Ireland is creating a scheme that will give artists a weekly income in the hope of reducing their need for alternative work and boosting their creativity.
The Basic Income for the Arts (BIA) initiative will provide €325 (£283) a week to 2,000 eligible artists based in the Republic of Ireland in three-year cycles.
The culture minister, Patrick O’Donovan, said at the launch in Dublin on Tuesday that it was the first scheme of its kind in the world. “This is a gigantic step forward that other countries are not doing,” he said.
The scheme was “a start” and hopefully would be expanded, O’Donovan said. “For the first time in the history of the state we now have, on a permanent basis, a basic income structure that will really revolutionise and, in many ways, set Ireland apart from other countries with regard to how we value culture and creativity.”
The permanent scheme follows a trial that ran from 2022 to 2025 to help artists during Covid pandemic shutdowns. New York and San Francisco had similar pilot schemes but Ireland is believed to be the first country to make one permanent.
The pilot, for which 2,000 artists were randomly selected from 8,000 applicants, lowered the likelihood of artists experiencing enforced deprivation and reduced their levels of anxiety and reliance on supplementary income, a study found.
The scheme recouped more than its net cost of €72m through increases in arts-related expenditure, productivity gains and reduced reliance on other welfare payments, according to a government-commissioned cost-benefit analysis.

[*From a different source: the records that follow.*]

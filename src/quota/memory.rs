use std::collections::{HashMap, HashSet};

use async_trait::async_trait;
use chrono::NaiveDate;
use tokio::sync::Mutex;

use crate::domain::{ActionRecord, UsageLimits, UsagePort, UsageSnapshot};

#[derive(Default)]
struct PeriodCounters {
    usage: UsageSnapshot,
    seen: HashSet<String>,
}

/// Process-local usage store. A single lock serializes all increments.
#[derive(Default)]
pub struct InMemoryUsageStore {
    limits: HashMap<String, UsageLimits>,
    counters: Mutex<HashMap<(String, NaiveDate), PeriodCounters>>,
}

impl InMemoryUsageStore {
    pub fn new() -> Self {
        Self::default()
    }

    pub fn with_limits(mut self, user_id: impl Into<String>, limits: UsageLimits) -> Self {
        self.limits.insert(user_id.into(), limits);
        self
    }
}

#[async_trait]
impl UsagePort for InMemoryUsageStore {
    async fn limits(&self, user_id: &str) -> anyhow::Result<Option<UsageLimits>> {
        Ok(self.limits.get(user_id).copied())
    }

    async fn usage(&self, user_id: &str, date: NaiveDate) -> anyhow::Result<UsageSnapshot> {
        let counters = self.counters.lock().await;
        Ok(counters
            .get(&(user_id.to_string(), date))
            .map(|c| c.usage)
            .unwrap_or_default())
    }

    async fn try_record_action(
        &self,
        user_id: &str,
        date: NaiveDate,
        message_id: &str,
        max_actions: i64,
    ) -> anyhow::Result<ActionRecord> {
        let mut counters = self.counters.lock().await;
        let entry = counters.entry((user_id.to_string(), date)).or_default();

        if entry.seen.contains(message_id) {
            return Ok(ActionRecord::Duplicate);
        }
        if max_actions >= 0 && entry.usage.action_count >= max_actions {
            return Ok(ActionRecord::LimitReached(entry.usage));
        }

        entry.seen.insert(message_id.to_string());
        entry.usage.action_count += 1;
        Ok(ActionRecord::Recorded(entry.usage))
    }

    async fn release_action(
        &self,
        user_id: &str,
        date: NaiveDate,
        message_id: &str,
    ) -> anyhow::Result<bool> {
        let mut counters = self.counters.lock().await;
        let Some(entry) = counters.get_mut(&(user_id.to_string(), date)) else {
            return Ok(false);
        };
        if !entry.seen.remove(message_id) {
            return Ok(false);
        }
        entry.usage.action_count = (entry.usage.action_count - 1).max(0);
        Ok(true)
    }

    async fn record_tokens(
        &self,
        user_id: &str,
        date: NaiveDate,
        tokens: i64,
    ) -> anyhow::Result<UsageSnapshot> {
        let mut counters = self.counters.lock().await;
        let entry = counters.entry((user_id.to_string(), date)).or_default();
        entry.usage.token_count = entry.usage.token_count.saturating_add(tokens.max(0));
        Ok(entry.usage)
    }
}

Peter Power, a member of the National Campaign for the Arts steering committee, said it was a real-world test of what happened when people were given stability instead of precarity. “Artists on the scheme spent more time creating and less time trapped in unrelated jobs just to survive, and many became better able to sustain themselves through their work alone,” he said.
A more vibrant arts sector brought myriad benefits such as greater economic activity, improved mental wellbeing, critical thinking and innovation, Power added.
Under eligibility rules, artists can receive support for three out of every six years. An artist selected for the 2026-29 cycle must skip the next cycle but can reapply for the following one.
Guidelines about the scheme, which has an initial budget of €18.27m (£16m), will be published in April. Applications for the cycle that begins in 2026 will open in May, with payments starting September and continuing until September 2029. Applicants are to be randomly selected.
Jenny Dagg, a Maynooth University sociologist who studied the scheme, said it was a win for all but noted that eligible artists could not live solely on the weekly payments, which were considered supplementary income.
Artists have welcomed the scheme but said they still faced a cost of living and housing crisis. Rents in Dublin have doubled since 2013, forcing many young people to continue living with their parents.